10. The method according to claim 1, further comprising making a pre-gel solution for hydrating the low acyl gellan gum in water with a sequestrant before mixing with a complementary alcoholic composition to form the alcoholic liquid composition.

11. The method according to claim 10 wherein the pre-gel solution is made with at least about 40% vol of the total water content of the alcoholic liquid composition.

12. The method according to claim 10, wherein hydrating the low acyl gellan gum in the pre-gel solution is performed under vigorous mixing.

13. The method according claim 10, wherein a sugar is added to the pre-gel solution in an amount up to 250 g/l of the alcoholic liquid composition.

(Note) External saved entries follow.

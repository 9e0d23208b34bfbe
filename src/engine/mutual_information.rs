//! Pairwise attribute-correlation analysis across transaction attributes.
//!
//! Normalized mutual information `I(X;Y) / max(H(X), H(Y))` over joint
//! frequency tables built with the same binning scheme as the entropy
//! analyzer. The numbers are internally-consistent relative scores; this is
//! not a calibrated estimator of true mutual information.

use std::collections::BTreeMap;

use serde::{Deserialize, Serialize};
use utoipa::ToSchema;

use crate::domain::TransactionRecord;
use crate::engine::stats::{
    amount_bin_index, amount_range, clamp01, frequency_map, normalized_entropy, shannon_entropy,
    time_bucket_index,
};

/// Weights combining the three pairwise NMI terms and the type-leakage term.
const AMOUNT_TIME_WEIGHT: f64 = 0.25;
const AMOUNT_COUNTERPARTY_WEIGHT: f64 = 0.35;
const TIME_COUNTERPARTY_WEIGHT: f64 = 0.25;
const TYPE_LEAKAGE_WEIGHT: f64 = 0.15;

const MIN_SAMPLE: usize = 3;

/// Mutual-information analysis result. All values in [0,1].
#[derive(Debug, Clone, PartialEq, Serialize, Deserialize, ToSchema)]
#[serde(rename_all = "camelCase")]
pub struct MutualInformationAnalysis {
    pub amount_time_mi: f64,
    pub amount_counterparty_mi: f64,
    pub time_counterparty_mi: f64,
    /// 1 - normalized type entropy: how much the type tag betrays behavior
    pub type_information_leakage: f64,
    /// Weighted combination, in [0,1]; lower is better
    pub total_mutual_information: f64,
    /// round(100 * (1 - total)), in [0,100]
    pub privacy_preservation_score: u32,
    pub interpretation: String,
}

impl MutualInformationAnalysis {
    fn empty() -> Self {
        Self {
            amount_time_mi: 0.0,
            amount_counterparty_mi: 0.0,
            time_counterparty_mi: 0.0,
            type_information_leakage: 0.0,
            total_mutual_information: 0.0,
            privacy_preservation_score: 100,
            interpretation: "Insufficient history for mutual-information analysis.".to_string(),
        }
    }
}

/// Discrete attribute views over the transaction list, sharing the entropy
/// analyzer's binning.
fn attribute_labels(txs: &[TransactionRecord]) -> (Vec<usize>, Vec<usize>, Vec<usize>) {
    let (min, max) = amount_range(txs);
    let amount: Vec<usize> = txs
        .iter()
        .map(|t| amount_bin_index(t.amount, min, max))
        .collect();
    let time: Vec<usize> = txs
        .iter()
        .map(|t| time_bucket_index(t.timestamp_seconds))
        .collect();

    // Counterparty identity mapped to dense indices in deterministic order.
    let mut cp_index: BTreeMap<&str, usize> = BTreeMap::new();
    for tx in txs {
        let next = cp_index.len();
        cp_index.entry(tx.counterparty.as_str()).or_insert(next);
    }
    let counterparty: Vec<usize> = txs
        .iter()
        .map(|t| cp_index[t.counterparty.as_str()])
        .collect();

    (amount, time, counterparty)
}

/// Normalized mutual information between two discrete label sequences:
/// `(H(X) + H(Y) - H(X,Y)) / max(H(X), H(Y))`, clamped to [0,1].
fn normalized_mi(xs: &[usize], ys: &[usize]) -> f64 {
    debug_assert_eq!(xs.len(), ys.len());
    if xs.is_empty() {
        return 0.0;
    }

    let hx = shannon_entropy(&label_counts(xs));
    let hy = shannon_entropy(&label_counts(ys));
    let max_h = hx.max(hy);
    if max_h <= 0.0 {
        return 0.0;
    }

    let mut joint: BTreeMap<(usize, usize), usize> = BTreeMap::new();
    for (&x, &y) in xs.iter().zip(ys) {
        *joint.entry((x, y)).or_insert(0) += 1;
    }
    let hxy = shannon_entropy(&joint.values().copied().collect::<Vec<_>>());

    // Clamp numerical noise: MI is never negative, never exceeds max entropy.
    clamp01((hx + hy - hxy) / max_h)
}

fn label_counts(labels: &[usize]) -> Vec<usize> {
    let mut counts: BTreeMap<usize, usize> = BTreeMap::new();
    for &l in labels {
        *counts.entry(l).or_insert(0) += 1;
    }
    counts.values().copied().collect()
}

/// Compute pairwise mutual information across transaction attributes.
#[must_use]
pub fn analyze_mutual_information(txs: &[TransactionRecord]) -> MutualInformationAnalysis {
    if txs.len() < MIN_SAMPLE {
        return MutualInformationAnalysis::empty();
    }

    let (amount, time, counterparty) = attribute_labels(txs);

    let amount_time = normalized_mi(&amount, &time);
    let amount_cp = normalized_mi(&amount, &counterparty);
    let time_cp = normalized_mi(&time, &counterparty);

    let type_counts: Vec<usize> = frequency_map(txs.iter().map(|t| t.tx_type.as_str()))
        .values()
        .copied()
        .collect();
    let (_, type_norm) = normalized_entropy(&type_counts);
    let type_leakage = clamp01(1.0 - type_norm);

    let total = clamp01(
        AMOUNT_TIME_WEIGHT * amount_time
            + AMOUNT_COUNTERPARTY_WEIGHT * amount_cp
            + TIME_COUNTERPARTY_WEIGHT * time_cp
            + TYPE_LEAKAGE_WEIGHT * type_leakage,
    );
    let preservation = (100.0 * (1.0 - total)).round() as u32;

    MutualInformationAnalysis {
        amount_time_mi: amount_time,
        amount_counterparty_mi: amount_cp,
        time_counterparty_mi: time_cp,
        type_information_leakage: type_leakage,
        total_mutual_information: total,
        privacy_preservation_score: preservation.min(100),
        interpretation: interpret(total),
    }
}

fn interpret(total: f64) -> String {
    if total >= 0.6 {
        "Strong cross-attribute correlation: one observed attribute predicts the others."
            .to_string()
    } else if total >= 0.3 {
        "Moderate cross-attribute correlation.".to_string()
    } else {
        "Attributes carry little information about each other.".to_string()
    }
}

#[cfg(test)]
mod tests {
    use super::*;
    use crate::domain::TransactionRecord;

    fn tx(ts: i64, amount: f64, cp: &str, ty: &str) -> TransactionRecord {
        TransactionRecord::new(format!("sig{ts}"), ts, amount, cp, ty)
    }

    #[test]
    fn test_empty_is_neutral_with_full_preservation() {
        let result = analyze_mutual_information(&[]);
        assert_eq!(result.total_mutual_information, 0.0);
        assert_eq!(result.privacy_preservation_score, 100);
    }

    #[test]
    fn test_mi_never_negative_or_above_one() {
        let txs: Vec<_> = (0..40)
            .map(|i| {
                tx(
                    1_700_000_000 + i * 13_337,
                    (i % 7) as f64 + 0.5,
                    &format!("cp{}", i % 5),
                    "TRANSFER",
                )
            })
            .collect();
        let result = analyze_mutual_information(&txs);
        for v in [
            result.amount_time_mi,
            result.amount_counterparty_mi,
            result.time_counterparty_mi,
            result.type_information_leakage,
            result.total_mutual_information,
        ] {
            assert!((0.0..=1.0).contains(&v), "value out of range: {v}");
        }
        assert!(result.privacy_preservation_score <= 100);
    }

    #[test]
    fn test_perfect_amount_counterparty_coupling() {
        // Each counterparty always receives its own distinctive amount:
        // knowing the amount identifies the counterparty.
        let txs: Vec<_> = (0..30)
            .map(|i| {
                tx(
                    1_700_000_000 + i * 3_600,
                    ((i % 3) * 40) as f64 + 1.0,
                    &format!("cp{}", i % 3),
                    "TRANSFER",
                )
            })
            .collect();
        let result = analyze_mutual_information(&txs);
        assert!(
            result.amount_counterparty_mi > 0.9,
            "mi = {}",
            result.amount_counterparty_mi
        );
    }

    #[test]
    fn test_single_type_has_full_leakage() {
        let txs: Vec<_> = (0..10)
            .map(|i| tx(1_700_000_000 + i * 9_999, i as f64, &format!("cp{i}"), "TRANSFER"))
            .collect();
        let result = analyze_mutual_information(&txs);
        assert_eq!(result.type_information_leakage, 1.0);
    }

    #[test]
    fn test_preservation_score_is_inverse_of_total() {
        let txs: Vec<_> = (0..20)
            .map(|i| tx(1_700_000_000 + i * 7_000, (i % 4) as f64, &format!("cp{}", i % 4), "SWAP"))
            .collect();
        let result = analyze_mutual_information(&txs);
        let expected = (100.0 * (1.0 - result.total_mutual_information)).round() as u32;
        assert_eq!(result.privacy_preservation_score, expected);
    }
}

14. The method according to claim 10, further comprising, after mixing and hydrating the low acyl gellan gum, maintaining the pre-gel solution at a temperature higher than setting point of the low acyl gellan gum until mixing with the complementary alcoholic composition.

15. The method according to claim 10, further comprising, after mixing and hydrating the low acyl gellan gum, cooling the pre-gel solution below setting point of the low acyl gellan gum.

16. The method according to claim 10, wherein shearing is maintained in the pre-gel solution until mixing the pre-gel solution with the complementary alcoholic composition.

17. The method according to claim 10, wherein the complementary alcoholic composition comprises flavor, citric acid, and/or sugar.

18. The method according to claim 10, wherein the pre-gel solution and the complementary alcoholic composition are mixed under agitation.

19. The method according to claim 10, wherein the pre-gel solution and the complementary alcoholic composition are mixed under a controlled temperature wherein the target temperature is below setting point of the low acyl gellan gum.

20. The method according to claim 10, further comprising adding particles to a mixture formed by the pre-gel solution and the complementary alcoholic composition.

21. An alcoholic liquid composition product made by the method according to claim 1.

22. An alcoholic liquid composition comprising particles suspended in an alcoholic beverage, wherein low acyl gellan gum is present in the alcoholic liquid composition for suspending the particles.